If the samples used are Affymetrix GeneChips samples and have 'Present calls' there will also be a 'Total present count' column containing the number of present calls for all samples.
The columns under the 'Experiment' header are useful for filtering purposes, e.g. you may wish to ignore features that differ too little in expression levels to be confirmed e.g. by qPCR by filtering on the values in the 'Difference', 'IQR' or 'Fold Change' columns or you may wish to ignore features that do not differ at all by filtering on the 'Range' column.
If you have performed normalization or transformation, the IQR of the normalized and transformed values will also appear. Also, if you later choose to transform or normalize your experiment, columns will be added for the transformed or normalized values.
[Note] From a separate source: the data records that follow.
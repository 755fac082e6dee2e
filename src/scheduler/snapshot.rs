use std::path::{Path, PathBuf};

use chrono::{DateTime, Utc};
use serde::{Deserialize, Serialize};
use tokio::io::AsyncWriteExt;

use crate::error::{FarmError, Result};
use crate::scheduler::job::Job;

const SNAPSHOT_VERSION: u32 = 1;

#[derive(Debug, Serialize, Deserialize)]
struct QueueSnapshot {
    version: u32,
    saved_at: DateTime<Utc>,
    jobs: Vec<Job>,
}

/// Durable copy of a local queue. Every save replaces the file atomically
/// (write a temp file, fsync, rename), so a crash leaves either the old or
/// the new snapshot on disk, never a torn one.
#[derive(Debug, Clone)]
pub struct SnapshotStore {
    path: PathBuf,
}

impl SnapshotStore {
    pub fn new(path: impl Into<PathBuf>) -> Self {
        Self { path: path.into() }
    }

    pub fn path(&self) -> &Path {
        &self.path
    }

    pub async fn save(&self, jobs: &[Job]) -> Result<()> {
        write_queue_file(&self.path, jobs).await
    }

    /// Read the last snapshot. A missing file is an empty queue; an
    /// unreadable one is moved aside and reported as `StateCorruption`.
    pub async fn load(&self) -> Result<Vec<Job>> {
        let bytes = match tokio::fs::read(&self.path).await {
            Ok(bytes) => bytes,
            Err(e) if e.kind() == std::io::ErrorKind::NotFound => return Ok(Vec::new()),
            Err(e) => return Err(e.into()),
        };
        match serde_json::from_slice::<QueueSnapshot>(&bytes) {
            Ok(snapshot) => Ok(snapshot.jobs),
            Err(e) => {
                let preserved_at = self.preserve_corrupt().await?;
                Err(FarmError::StateCorruption {
                    path: self.path.clone(),
                    preserved_at,
                    reason: e.to_string(),
                })
            }
        }
    }

    async fn preserve_corrupt(&self) -> Result<PathBuf> {
        let mut name = self.path.as_os_str().to_owned();
        name.push(format!(".corrupt-{}", Utc::now().format("%Y%m%d%H%M%S%3f")));
        let preserved = PathBuf::from(name);
        tokio::fs::rename(&self.path, &preserved).await?;
        Ok(preserved)
    }
}

/// Write a queue file atomically. Also used for queue export.
pub async fn write_queue_file(path: &Path, jobs: &[Job]) -> Result<()> {
    if let Some(parent) = path.parent() {
        if !parent.as_os_str().is_empty() {
            tokio::fs::create_dir_all(parent).await?;
        }
    }
    let snapshot = QueueSnapshot {
        version: SNAPSHOT_VERSION,
        saved_at: Utc::now(),
        jobs: jobs.to_vec(),
    };
    let bytes = serde_json::to_vec_pretty(&snapshot)?;

    let mut tmp_name = path.as_os_str().to_owned();
    tmp_name.push(".tmp");
    let tmp = PathBuf::from(tmp_name);

    let mut file = tokio::fs::File::create(&tmp).await?;
    file.write_all(&bytes).await?;
    file.sync_all().await?;
    drop(file);

    tokio::fs::rename(&tmp, path).await?;
    Ok(())
}

/// Read a queue file written by [`write_queue_file`].
pub async fn read_queue_file(path: &Path) -> Result<Vec<Job>> {
    let bytes = tokio::fs::read(path).await?;
    let snapshot: QueueSnapshot = serde_json::from_slice(&bytes)?;
    Ok(snapshot.jobs)
}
Note! It is very common to filter features on fold change values in expression analysis and fold change values are also used in volcano plots. There are different definitions of 'Fold Change' in the literature. The definition that is used typically depends on the original scale of the data that is analyzed. For data whose original scale is not the log scale the standard definition is the ratio of the group means [Tusher et al., 2001]. This is the value you find in the 'Fold Change' column of the experiment. However, for data whose original is the log scale, the difference of the mean expression levels is sometimes referred to as the fold change [Guo et al., 2006], and if you want to filter on fold change for these data you should filter on the values in the 'Difference' column. Your data's original scale will e.g. be the log scale if you have imported Affymetrix expression values which have been created by running the RMA algorithm on the probe-intensities.